In April, 19 year old Harrison joined us for a two week work placement. Harrison is one of AVUK's earliest graduates, having been taught to listen and speak with our founder Jacqueline Stokes.

Harrison wrote a series of blog posts for us, exploring various topics that are important to him and that relate to his deafness.

My Extended Project Qualification

In Spring 2015 I was studying for my A-Levels and I had decided to take on the Extended Project Qualification (EPQ) to boost my UCAS application for University. The EPQ can be about anything, which is what makes it so great. I decided that I wanted to research my hearing loss. I had only heard stories from my family about therapy and implantation as well as seen photos and videos however I had never fully looked into it and understood it. Therefore I spent a year working on the research for the project, writing it up in a 5000 word dissertation and eventually presenting it to my class. My research consisted of factual evidence from websites (definitely not Wikipedia) and interviews with a former teacher of mine, the headmistress from my first school, and my father. Each person had pieces of information about how I had grown up and integrated into a mainstream school. At the end of all this I realised just how much support I had received over the years.

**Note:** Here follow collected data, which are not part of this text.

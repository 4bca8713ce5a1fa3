//! Common error types for mpc-remote.
//!
//! This module provides the errors raised by the model, state and physics
//! layers. Higher-level crates wrap these into their own taxonomies.

use thiserror::Error;

/// A result type using `CoreError`.
pub type Result<T> = std::result::Result<T, CoreError>;

/// Core errors that can occur while building models or stepping physics.
#[derive(Debug, Clone, PartialEq, Error)]
pub enum CoreError {
    /// The simulation produced non-finite or unbounded values.
    #[error("simulation diverged at t={time}: {detail}")]
    Divergence {
        /// Simulation time of the last good state.
        time: f64,
        /// Which quantity diverged.
        detail: String,
    },

    /// A vector did not have the length the model requires.
    #[error("dimension mismatch for {field}: expected {expected}, got {got}")]
    DimensionMismatch {
        /// The field being validated.
        field: &'static str,
        /// Length required by the model.
        expected: usize,
        /// Length that was supplied.
        got: usize,
    },

    /// A supplied value was NaN or infinite.
    #[error("{field} must be finite, got {value}")]
    NonFinite {
        /// The field being validated.
        field: &'static str,
        /// The first offending value.
        value: f64,
    },

    /// Model parameters are not usable.
    #[error("invalid model: {0}")]
    InvalidModel(String),
}

impl CoreError {
    /// Returns true if this error was caused by numerical divergence.
    #[must_use]
    pub const fn is_divergence(&self) -> bool {
        matches!(self, Self::Divergence { .. })
    }
}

I started off with looking into my implantation. My parents found out I was deaf when I was 9 months old and I received my cochlear implant at 13 months old. This gave me the ability to hear sounds however implantation is just the first step of many and I had to learn how to interpret the sounds. I then went through various therapy sessions mostly in the back room of our flat at the time. However the standard adult therapy I received at the start lacked results and my mother was determined to help me. I started doing auditory verbal therapy which consisted of ‘games’ to get me to communicate better. When I was 4 my parents took me to the John Tracy Clinic in Los Angeles where we spent two weeks with other families in similar situations. After 2 weeks I was able to say my name which was a huge milestone. Another big step was joining AVUK where I had support from Jaqueline Stokes. She became a family friend over the years and helped with my therapy.

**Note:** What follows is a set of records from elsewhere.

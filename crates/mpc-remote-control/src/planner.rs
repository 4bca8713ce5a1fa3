//! Policies and the sampling planner.
//!
//! A [`Policy`] is a piecewise-constant control spline tagged with the
//! [`PolicyVersion`] it was committed under. The [`SamplingPlanner`] improves
//! a nominal spline by perturbing its knots, rolling every candidate out on
//! the worker pool, and keeping the cheapest one.

use std::fmt::Debug;
use std::sync::Arc;
use std::time::Instant;

use mpc_remote_core::{Model, Physics, PolicyVersion, SimulationState};
use mpc_remote_pool::WorkerPool;
use mpc_remote_tasks::{total_cost, Task, TaskSettings};
use rand::SeedableRng;
use rand_chacha::ChaCha8Rng;
use rand_distr::{Distribution, Normal};
use serde::{Deserialize, Serialize};

use crate::error::{Result, ServiceError};

/// A committed, immutable control policy.
#[derive(Debug, Clone, PartialEq, Serialize, Deserialize)]
pub struct Policy {
    version: PolicyVersion,
    nu: usize,
    knot_times: Vec<f64>,
    knots: Vec<Vec<f64>>,
}

impl Policy {
    /// A policy that outputs zero control at all times.
    #[must_use]
    pub const fn zero(version: PolicyVersion, nu: usize) -> Self {
        Self {
            version,
            nu,
            knot_times: Vec::new(),
            knots: Vec::new(),
        }
    }

    /// A policy holding `knots[i]` from `knot_times[i]` until the next knot.
    ///
    /// # Errors
    ///
    /// Returns `ServiceError::Internal` if the knot arrays disagree in
    /// length or a knot has the wrong dimension.
    pub fn new(
        version: PolicyVersion,
        nu: usize,
        knot_times: Vec<f64>,
        knots: Vec<Vec<f64>>,
    ) -> Result<Self> {
        if knot_times.len() != knots.len() || knots.iter().any(|k| k.len() != nu) {
            return Err(ServiceError::Internal(format!(
                "malformed spline: {} times, {} knots",
                knot_times.len(),
                knots.len()
            )));
        }
        Ok(Self {
            version,
            nu,
            knot_times,
            knots,
        })
    }

    /// Version this policy was committed under.
    #[must_use]
    pub const fn version(&self) -> PolicyVersion {
        self.version
    }

    /// Knot times of the spline.
    #[must_use]
    pub fn knot_times(&self) -> &[f64] {
        &self.knot_times
    }

    /// Control at `time`.
    ///
    /// Before the first knot the first knot is held; after the last knot
    /// the last one is.
    #[must_use]
    pub fn action(&self, time: f64) -> Vec<f64> {
        spline_value(&self.knot_times, &self.knots, time)
            .map_or_else(|| vec![0.0; self.nu], <[f64]>::to_vec)
    }
}

fn spline_value<'a>(knot_times: &[f64], knots: &'a [Vec<f64>], time: f64) -> Option<&'a [f64]> {
    if knots.is_empty() {
        return None;
    }
    let index = knot_times
        .partition_point(|t| *t <= time)
        .saturating_sub(1)
        .min(knots.len() - 1);
    Some(&knots[index])
}

/// Tuning of the sampling planner.
#[derive(Debug, Clone, Copy, PartialEq, Serialize, Deserialize)]
pub struct PlannerSettings {
    /// Candidates per iteration, including the unperturbed nominal.
    pub samples: usize,
    /// Horizon in seconds.
    pub horizon: f64,
    /// Number of spline knots across the horizon.
    pub knots: usize,
    /// Perturbation standard deviation as a fraction of the control range.
    pub noise: f64,
    /// RNG seed.
    pub seed: u64,
}

/// Limits on one planner call.
#[derive(Debug, Clone, Copy)]
pub struct PlannerBudget {
    /// Iterations to run.
    pub iterations: usize,
    /// No iteration starts after this instant; the first always runs.
    pub deadline: Option<Instant>,
}

/// Read-only inputs of a planner call.
#[derive(Debug, Clone)]
pub struct PlanningContext {
    /// Active task.
    pub task: Arc<dyn Task>,
    /// Session model.
    pub model: Arc<Model>,
    /// Physics used for rollouts.
    pub physics: Arc<dyn Physics>,
    /// Snapshot of the task settings.
    pub settings: TaskSettings,
    /// Snapshot of the simulation state.
    pub state: SimulationState,
}

/// The best candidate found by a planner call.
#[derive(Debug, Clone, PartialEq)]
pub struct PlannerOutcome {
    /// Iterations run.
    pub iterations: usize,
    /// Rollout cost of the best candidate.
    pub best_cost: f64,
    /// Rollouts that diverged or panicked, over all iterations.
    pub failed_rollouts: usize,
    /// Knot times of the best candidate.
    pub knot_times: Vec<f64>,
    /// Knots of the best candidate.
    pub knots: Vec<Vec<f64>>,
}

/// An iterative policy optimizer.
pub trait Planner: Debug + Send {
    /// Improve the policy from the context's state within `budget`.
    ///
    /// The planner may keep internal warm-start data, but nothing it
    /// produces is visible until the caller commits the outcome.
    ///
    /// # Errors
    ///
    /// Returns `ServiceError::NumericalFailure` if no candidate could be
    /// evaluated.
    fn optimize(
        &mut self,
        ctx: &PlanningContext,
        budget: &PlannerBudget,
        pool: &WorkerPool,
    ) -> Result<PlannerOutcome>;

    /// Discard all warm-start data.
    fn reset(&mut self);
}

/// Builds the planner owned by each new agent session.
pub trait PlannerFactory: Debug + Send + Sync {
    /// A fresh planner sized to `model`.
    fn build(&self, model: &Model) -> Box<dyn Planner>;
}

impl PlannerFactory for PlannerSettings {
    fn build(&self, model: &Model) -> Box<dyn Planner> {
        Box::new(SamplingPlanner::new(*self, model))
    }
}

/// Random-shooting planner over a piecewise-constant spline.
#[derive(Debug)]
pub struct SamplingPlanner {
    settings: PlannerSettings,
    nu: usize,
    nominal: Vec<Vec<f64>>,
    rng: ChaCha8Rng,
}

impl SamplingPlanner {
    /// Create a planner sized to `model`.
    #[must_use]
    pub fn new(settings: PlannerSettings, model: &Model) -> Self {
        let knots = settings.knots.max(1);
        Self {
            settings,
            nu: model.nu(),
            nominal: vec![vec![0.0; model.nu()]; knots],
            rng: ChaCha8Rng::seed_from_u64(settings.seed),
        }
    }

    /// The current nominal knots.
    #[must_use]
    pub fn nominal(&self) -> &[Vec<f64>] {
        &self.nominal
    }

    #[allow(clippy::cast_precision_loss)]
    fn knot_times(&self, start: f64) -> Vec<f64> {
        let segment = self.settings.horizon / self.nominal.len() as f64;
        (0..self.nominal.len())
            .map(|i| start + segment * i as f64)
            .collect()
    }

    fn perturb(&mut self, model: &Model, noise: &Normal<f64>) -> Vec<Vec<f64>> {
        let rng = &mut self.rng;
        self.nominal
            .iter()
            .map(|knot| {
                knot.iter()
                    .map(|u| model.clamp_ctrl(u + noise.sample(rng)))
                    .collect()
            })
            .collect()
    }
}

impl Planner for SamplingPlanner {
    fn optimize(
        &mut self,
        ctx: &PlanningContext,
        budget: &PlannerBudget,
        pool: &WorkerPool,
    ) -> Result<PlannerOutcome> {
        let model = &ctx.model;
        if self.nominal.iter().any(|k| k.len() != model.nu()) {
            return Err(ServiceError::Internal(format!(
                "planner sized for nu={} used with nu={}",
                self.nu,
                model.nu()
            )));
        }

        let noise = Normal::new(0.0, self.settings.noise * model.ctrl_span())
            .map_err(|err| ServiceError::Internal(format!("planner noise: {err}")))?;
        let knot_times = Arc::new(self.knot_times(ctx.state.time));
        let rollout = Arc::new(Rollout::new(ctx, self.settings.horizon));

        let mut best_cost = f64::INFINITY;
        let mut failed_rollouts = 0;
        let mut iterations = 0;

        while iterations < budget.iterations {
            if iterations > 0 && budget.deadline.is_some_and(|d| Instant::now() >= d) {
                break;
            }

            let mut candidates = Vec::with_capacity(self.settings.samples);
            candidates.push(self.nominal.clone());
            for _ in 1..self.settings.samples {
                candidates.push(self.perturb(model, &noise));
            }
            let candidates = Arc::new(candidates);

            let results = {
                let candidates = Arc::clone(&candidates);
                let knot_times = Arc::clone(&knot_times);
                let rollout = Arc::clone(&rollout);
                pool.map(candidates.len(), move |i| {
                    rollout.evaluate(&knot_times, &candidates[i])
                })?
            };

            // The nominal is re-evaluated every iteration, so a candidate
            // only replaces it when strictly cheaper.
            let mut iteration_best: Option<(usize, f64)> = None;
            for (index, result) in results.into_iter().enumerate() {
                match result {
                    Ok(Ok(cost)) if cost.is_finite() => {
                        if iteration_best.map_or(true, |(_, best)| cost < best) {
                            iteration_best = Some((index, cost));
                        }
                    }
                    Ok(Ok(_) | Err(_)) | Err(_) => failed_rollouts += 1,
                }
            }

            iterations += 1;
            if let Some((index, cost)) = iteration_best {
                self.nominal.clone_from(&candidates[index]);
                best_cost = cost;
            }
        }

        if !best_cost.is_finite() {
            return Err(ServiceError::NumericalFailure(format!(
                "all {failed_rollouts} rollouts failed"
            )));
        }

        Ok(PlannerOutcome {
            iterations,
            best_cost,
            failed_rollouts,
            knot_times: knot_times.to_vec(),
            knots: self.nominal.clone(),
        })
    }

    fn reset(&mut self) {
        for knot in &mut self.nominal {
            knot.fill(0.0);
        }
        self.rng = ChaCha8Rng::seed_from_u64(self.settings.seed);
    }
}

/// Everything a worker needs to roll one candidate out.
#[derive(Debug)]
struct Rollout {
    task: Arc<dyn Task>,
    model: Arc<Model>,
    physics: Arc<dyn Physics>,
    settings: TaskSettings,
    start: SimulationState,
    steps: usize,
}

impl Rollout {
    #[allow(clippy::cast_possible_truncation, clippy::cast_sign_loss)]
    fn new(ctx: &PlanningContext, horizon: f64) -> Self {
        let steps = (horizon / ctx.model.timestep).ceil().max(1.0) as usize;
        Self {
            task: Arc::clone(&ctx.task),
            model: Arc::clone(&ctx.model),
            physics: Arc::clone(&ctx.physics),
            settings: ctx.settings.clone(),
            start: ctx.state.clone(),
            steps,
        }
    }

    /// Integrated running cost plus terminal cost of one candidate.
    fn evaluate(&self, knot_times: &[f64], knots: &[Vec<f64>]) -> Result<f64> {
        let dt = self.model.timestep;
        let mut state = self.start.clone();
        let mut cost = 0.0;
        for _ in 0..self.steps {
            if let Some(action) = spline_value(knot_times, knots, state.time) {
                state.ctrl.copy_from_slice(action);
            }
            cost += dt * total_cost(self.task.as_ref(), &self.model, &state, &self.settings)?;
            state = self.physics.step(&self.model, &state)?;
        }
        cost += dt * total_cost(self.task.as_ref(), &self.model, &state, &self.settings)?;
        Ok(cost)
    }
}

I attended Kellett School in Hong Kong when I was 5 years old. The choice of school was a huge thing for parents and they looked into class sizes and other issues that would impact my learning. When I interviewed my headmistress she told me about the changes that were made to accommodate me. The surface in my classroom was changed to vinyl flooring which made the sound in the room much better. The interesting thing about the vinyl flooring is that it had such an impact in the classroom that when it came to building a new building for the school my headmistress insisted on all of the floors being vinyl. I also had a radio aid for my teacher to use and sat at the front of the class. I was eventually sent to boarding school in the UK at 9 years old to join my older brother where I had to be much more independent. I had support from the local council in the form of a teacher of the deaf who visited me weekly to check up on my equipment and also my school work. He would also discuss anything I had covered in class to check I hadn’t missed anything and understood it all. After 7 years and 3 different schools I completed my GCSEs and moved back to Hong Kong to complete my A levels. For my A levels I stopped using the FM and also started sitting wherever I wanted in the classroom instead of just the front area. I felt a lot more relaxed and settled in as a result of that. I also started going out with friends a lot more because it was a day school.

As a result of all this support I had when I was younger I can do things that people with hearing are able to do. I have always been in mainstream education which has benefitted me hugely. I can also use the phone, watch films and TV, and listen to music. Another big benefit for me was have a spare system. My parents brought it when I was 6 so when the government CI broke I could put the spare CI on. Most people have to wait for a replacement to come which can take up to a week bringing school or work to a standstill sometimes. Although there are certain things that I can’t do the best thing to do is to get on with it. I found that through my EPQ I was very fortunate to have had the opportunities I got and to have the strong will of my parents who pushed for better things.